Pairings where two people are avoidant may feel safe, because there’s often less vulnerability involved — insecurities are rarely discussed or examined — but these couplings are typically unsatisfying to both parties, because there’s not much space for building intimacy and trust. But Rimi points out that it isn’t impossible: “I would encourage each partner to talk to the other about what sort of affirmations they need, as well as what they can offer. This is a particular dynamic [with] space for understanding, but the reverse response of that could be to trigger further anxiety. Partners can learn each other's needs and signals to help them feel more comfortable and safe in the relationship.”
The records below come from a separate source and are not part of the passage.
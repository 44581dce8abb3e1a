//! Per-tick RPC response cache.
//!
//! Owned by the monitoring loop of a single node, never shared across
//! nodes. Within one tick, identical calls are answered from the memo
//! so independent health probes don't re-issue the same `get_info`;
//! the owning loop calls `invalidate()` at the start of every tick so
//! no value is ever served across ticks. Errors are never cached.

use crate::client::NodeClient;
use crate::error::RpcResult;
use parking_lot::Mutex;
use serde_json::Value;
use std::collections::HashMap;

/// Memoizes successful RPC responses for the duration of one tick.
#[derive(Default)]
pub struct RpcCache {
    entries: Mutex<HashMap<String, Value>>,
}

impl RpcCache {
    pub fn new() -> Self {
        Self::default()
    }

    /// Drop all memoized responses. Called once per tick before any
    /// of that tick's calls are issued.
    pub fn invalidate(&self) {
        self.entries.lock().clear();
    }

    /// Issue `method(params)` through `client`, memoizing the result.
    pub async fn call(
        &self,
        client: &dyn NodeClient,
        method: &str,
        params: Vec<Value>,
    ) -> RpcResult<Value> {
        let key = format!("{method}:{}", Value::Array(params.clone()));

        if let Some(hit) = self.entries.lock().get(&key).cloned() {
            return Ok(hit);
        }

        let value = client.call(method, params).await?;
        self.entries.lock().insert(key, value.clone());
        Ok(value)
    }
}

#[cfg(test)]
mod tests {
    use super::*;
    use crate::client::BoxFuture;
    use serde_json::json;
    use std::sync::atomic::{AtomicU32, Ordering};

    struct CountingClient {
        calls: AtomicU32,
    }

    impl NodeClient for CountingClient {
        fn call<'a>(
            &'a self,
            _method: &'a str,
            _params: Vec<Value>,
        ) -> BoxFuture<'a, RpcResult<Value>> {
            Box::pin(async move {
                let n = self.calls.fetch_add(1, Ordering::SeqCst);
                Ok(json!({ "call": n }))
            })
        }
    }

    #[tokio::test]
    async fn memoizes_within_a_tick() {
        let cache = RpcCache::new();
        let client = CountingClient {
            calls: AtomicU32::new(0),
        };

        let a = cache.call(&client, "get_info", vec![]).await.unwrap();
        let b = cache.call(&client, "get_info", vec![]).await.unwrap();
        assert_eq!(a, b);
        assert_eq!(client.calls.load(Ordering::SeqCst), 1);
    }

    #[tokio::test]
    async fn invalidate_forces_a_fresh_call() {
        let cache = RpcCache::new();
        let client = CountingClient {
            calls: AtomicU32::new(0),
        };

        let a = cache.call(&client, "get_info", vec![]).await.unwrap();
        cache.invalidate();
        let b = cache.call(&client, "get_info", vec![]).await.unwrap();
        assert_ne!(a, b);
        assert_eq!(client.calls.load(Ordering::SeqCst), 2);
    }

    #[tokio::test]
    async fn distinct_params_are_distinct_entries() {
        let cache = RpcCache::new();
        let client = CountingClient {
            calls: AtomicU32::new(0),
        };

        cache
            .call(&client, "get_witness", vec![json!("a")])
            .await
            .unwrap();
        cache
            .call(&client, "get_witness", vec![json!("b")])
            .await
            .unwrap();
        assert_eq!(client.calls.load(Ordering::SeqCst), 2);
    }
}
While the idea of maladaptive attachment styles might suggest that these are less than desirable traits in a partner, Rimi asserts that this is not the case. There may be some challenges, but these can be worked through if both parties are self-aware and invested in effective communication and growth. Finding secure friends who have been consistently invested in my well-being over the years has helped me learn to communicate in ways that don’t make independence feel like abandonment. And those with avoidant attachment may find that someone who is present and calm — who listens with openness and patience — can allow them to be vulnerable without feeling the need to run away and hide afterwards.
Of course, this is a long, slow process. Unlearning maladaptive attachment styles has to start with compassion for yourself, as these habits were formed to protect yourself as a child. They likely kept you safe, alert to untrustworthy bonds, and served you well. But in adulthood, you don’t need to use these behaviors any longer; it’s time to thank them for looking out for your emotional safety and ask them to take a rest.